In spite of the fact that I barely knew what the words meant, I did know that they weren’t really important, to adults or to society. Rape was important, or at least usually important enough to sue over (but not if it was just “your word against his”, because then you wouldn’t win and the attorneys would make you look like a slut in front of everyone - I knew that at that age, as did everyone who owned a TV). But if it wasn’t rape - if you weren’t held down and penetrated, in front of witnesses, all while screaming “no” and wearing conservative clothes - then it wasn’t worth mentioning, or rather mentioning it would only make you look bad. Talking about incidents of harassment or assault, other than in whispers to your closest (female) friends, was somewhere between needless bitching and outright slander of the men involved. Other men, and sometimes teenage boys, sternly looked down upon such talk, especially if it involved naming names.

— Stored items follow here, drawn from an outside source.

use crate::lyrics::{LrcLine, LyricsData};
use crate::spotify::{PlayerState, Track};

/// What the watch loop knows, rebuilt from poller events.
#[derive(Debug, Clone, Default)]
pub struct AppState {
    /// Last server report; replaced wholesale on every successful poll.
    pub player: Option<PlayerState>,
    pub queue: Vec<Track>,
    /// Interpolated, not authoritative.
    pub progress_ms: u64,
    pub lyrics: Option<LyricsData>,
    /// Track the current `lyrics` (or pending fetch) belongs to.
    pub lyrics_track_id: Option<String>,
    pub lyrics_loading: bool,
    pub active_line: Option<usize>,
    pub session_ended: Option<String>,
    pub should_quit: bool,
}

impl AppState {
    pub fn new() -> Self {
        Self::default()
    }

    pub fn current_track(&self) -> Option<&Track> {
        self.player.as_ref()?.item.as_ref()
    }

    pub fn is_playing(&self) -> bool {
        self.player.as_ref().is_some_and(|p| p.is_playing)
    }

    /// Forget lyrics and start waiting for `track_id`'s.
    pub fn expect_lyrics(&mut self, track_id: &str) {
        self.lyrics = None;
        self.lyrics_loading = true;
        self.lyrics_track_id = Some(track_id.to_string());
        self.active_line = None;
    }

    /// Applies lyrics if they still belong to the current track.
    pub fn set_lyrics(&mut self, track_id: &str, lyrics: LyricsData) -> bool {
        if self.lyrics_track_id.as_deref() != Some(track_id) {
            return false;
        }
        self.lyrics = Some(lyrics);
        self.lyrics_loading = false;
        self.active_line = None;
        true
    }

    /// Updates progress; returns the synced line that just became active.
    pub fn advance(&mut self, progress_ms: u64) -> Option<&LrcLine> {
        self.progress_ms = progress_ms;
        let lyrics = self.lyrics.as_ref()?;
        let index = lyrics.active_index(progress_ms as f64 / 1000.0);
        if index == self.active_line {
            return None;
        }
        self.active_line = index;
        lyrics.synced.as_ref()?.get(index?)
    }
}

I had nearly fifteen therapists during my teenage years. None of them ever asked me if I’d been not-raped. Well, one did, but she meant by my dad - the context of which question is quite enough to put anybody off the topic, you know?
My daughter will know what not-rape is. She’ll know what “assault”, “harassment”, “coercion” and “statutory rape” are, and she’ll know that all of them are illegal and who she can talk to if any of them happen. (Oddly, she won’t be told to go to the police, whom I feel I can trust completely to make such a situation worse. She’ll be told about the relatives and friends of the family who are trustworthy, and how to spot other adults and groups who might be.)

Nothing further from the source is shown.